Dataset excerpts:

+ + +

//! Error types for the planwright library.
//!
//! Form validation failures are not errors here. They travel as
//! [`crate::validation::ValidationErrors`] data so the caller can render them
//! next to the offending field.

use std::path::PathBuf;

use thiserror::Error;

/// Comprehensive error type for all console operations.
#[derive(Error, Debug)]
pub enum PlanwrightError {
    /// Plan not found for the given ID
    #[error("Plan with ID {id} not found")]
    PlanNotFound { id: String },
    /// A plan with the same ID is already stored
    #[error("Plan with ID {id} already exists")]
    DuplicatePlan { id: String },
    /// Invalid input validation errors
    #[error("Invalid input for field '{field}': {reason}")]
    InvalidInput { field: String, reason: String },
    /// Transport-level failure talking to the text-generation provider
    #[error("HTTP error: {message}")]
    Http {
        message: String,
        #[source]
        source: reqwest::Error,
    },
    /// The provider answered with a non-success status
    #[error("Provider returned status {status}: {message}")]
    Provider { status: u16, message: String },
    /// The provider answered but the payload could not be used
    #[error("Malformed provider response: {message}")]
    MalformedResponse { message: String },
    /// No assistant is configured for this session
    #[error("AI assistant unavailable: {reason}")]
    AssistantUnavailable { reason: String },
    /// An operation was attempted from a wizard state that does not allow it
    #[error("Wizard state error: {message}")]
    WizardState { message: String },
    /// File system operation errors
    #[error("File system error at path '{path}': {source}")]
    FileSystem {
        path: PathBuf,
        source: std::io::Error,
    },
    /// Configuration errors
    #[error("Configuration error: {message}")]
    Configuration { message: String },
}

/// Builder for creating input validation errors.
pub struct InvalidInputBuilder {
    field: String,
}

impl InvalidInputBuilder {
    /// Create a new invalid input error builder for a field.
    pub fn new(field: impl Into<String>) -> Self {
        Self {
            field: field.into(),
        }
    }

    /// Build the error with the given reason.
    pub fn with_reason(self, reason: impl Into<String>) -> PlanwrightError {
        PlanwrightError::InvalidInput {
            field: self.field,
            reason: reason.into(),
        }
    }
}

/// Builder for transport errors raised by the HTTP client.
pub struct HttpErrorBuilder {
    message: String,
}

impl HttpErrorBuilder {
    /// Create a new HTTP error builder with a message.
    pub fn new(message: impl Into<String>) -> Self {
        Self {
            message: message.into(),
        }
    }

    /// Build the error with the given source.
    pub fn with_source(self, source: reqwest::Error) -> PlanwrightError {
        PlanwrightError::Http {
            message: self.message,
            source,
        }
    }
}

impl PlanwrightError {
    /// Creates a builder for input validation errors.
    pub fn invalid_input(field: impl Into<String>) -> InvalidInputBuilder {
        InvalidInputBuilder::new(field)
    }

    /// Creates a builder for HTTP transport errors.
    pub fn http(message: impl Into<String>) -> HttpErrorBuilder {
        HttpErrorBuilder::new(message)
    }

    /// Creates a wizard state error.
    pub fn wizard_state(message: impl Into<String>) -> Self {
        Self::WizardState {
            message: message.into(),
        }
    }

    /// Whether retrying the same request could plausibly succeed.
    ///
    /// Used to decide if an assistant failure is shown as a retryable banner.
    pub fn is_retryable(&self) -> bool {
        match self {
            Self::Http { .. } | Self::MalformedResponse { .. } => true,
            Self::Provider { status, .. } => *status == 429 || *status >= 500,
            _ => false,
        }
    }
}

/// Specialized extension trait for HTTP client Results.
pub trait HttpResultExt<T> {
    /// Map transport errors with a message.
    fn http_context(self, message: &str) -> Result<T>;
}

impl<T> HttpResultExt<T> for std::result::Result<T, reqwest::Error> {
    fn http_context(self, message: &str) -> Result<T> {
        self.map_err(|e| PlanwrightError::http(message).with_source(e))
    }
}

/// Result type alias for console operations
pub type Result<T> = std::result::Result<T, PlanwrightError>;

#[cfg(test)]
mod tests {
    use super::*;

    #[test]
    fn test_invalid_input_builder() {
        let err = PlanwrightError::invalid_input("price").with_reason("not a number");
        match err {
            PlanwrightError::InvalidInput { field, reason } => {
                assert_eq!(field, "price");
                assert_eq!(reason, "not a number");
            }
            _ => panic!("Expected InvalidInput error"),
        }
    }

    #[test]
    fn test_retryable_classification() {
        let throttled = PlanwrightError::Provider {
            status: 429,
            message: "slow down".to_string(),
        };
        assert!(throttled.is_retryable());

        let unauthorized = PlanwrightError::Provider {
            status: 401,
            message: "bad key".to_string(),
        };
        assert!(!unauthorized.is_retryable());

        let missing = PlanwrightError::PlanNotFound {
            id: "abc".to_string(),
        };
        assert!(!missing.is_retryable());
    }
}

+ + +

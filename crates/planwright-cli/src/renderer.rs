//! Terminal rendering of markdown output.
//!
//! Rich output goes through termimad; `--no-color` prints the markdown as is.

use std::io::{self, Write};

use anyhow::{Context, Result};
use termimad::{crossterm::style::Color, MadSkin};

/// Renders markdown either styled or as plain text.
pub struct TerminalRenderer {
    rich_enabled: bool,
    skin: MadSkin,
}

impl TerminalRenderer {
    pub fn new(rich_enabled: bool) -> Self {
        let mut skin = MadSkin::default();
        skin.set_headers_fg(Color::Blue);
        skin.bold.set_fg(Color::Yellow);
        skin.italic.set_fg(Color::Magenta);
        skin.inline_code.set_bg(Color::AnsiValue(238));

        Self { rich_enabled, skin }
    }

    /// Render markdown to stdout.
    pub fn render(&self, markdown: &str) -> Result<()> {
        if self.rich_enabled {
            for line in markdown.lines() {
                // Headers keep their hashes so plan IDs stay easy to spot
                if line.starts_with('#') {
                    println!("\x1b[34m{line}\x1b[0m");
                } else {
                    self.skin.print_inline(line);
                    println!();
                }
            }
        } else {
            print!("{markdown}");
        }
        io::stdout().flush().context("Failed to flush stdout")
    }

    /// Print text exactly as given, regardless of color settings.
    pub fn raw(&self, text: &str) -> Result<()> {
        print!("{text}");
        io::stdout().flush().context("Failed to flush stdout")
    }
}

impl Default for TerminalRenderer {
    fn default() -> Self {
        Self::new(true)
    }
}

+ + +

The answer is the lines above between the line holding "the planwright library." and the line holding "#[derive(Error, Debug)]", inclusive, each written out exactly, and no others.

The completed task
//! Error types for the planwright library.
//!
//! Form validation failures are not errors here. They travel as
//! [`crate::validation::ValidationErrors`] data so the caller can render them
//! next to the offending field.

use std::path::PathBuf;

use thiserror::Error;

/// Comprehensive error type for all console operations.
#[derive(Error, Debug)]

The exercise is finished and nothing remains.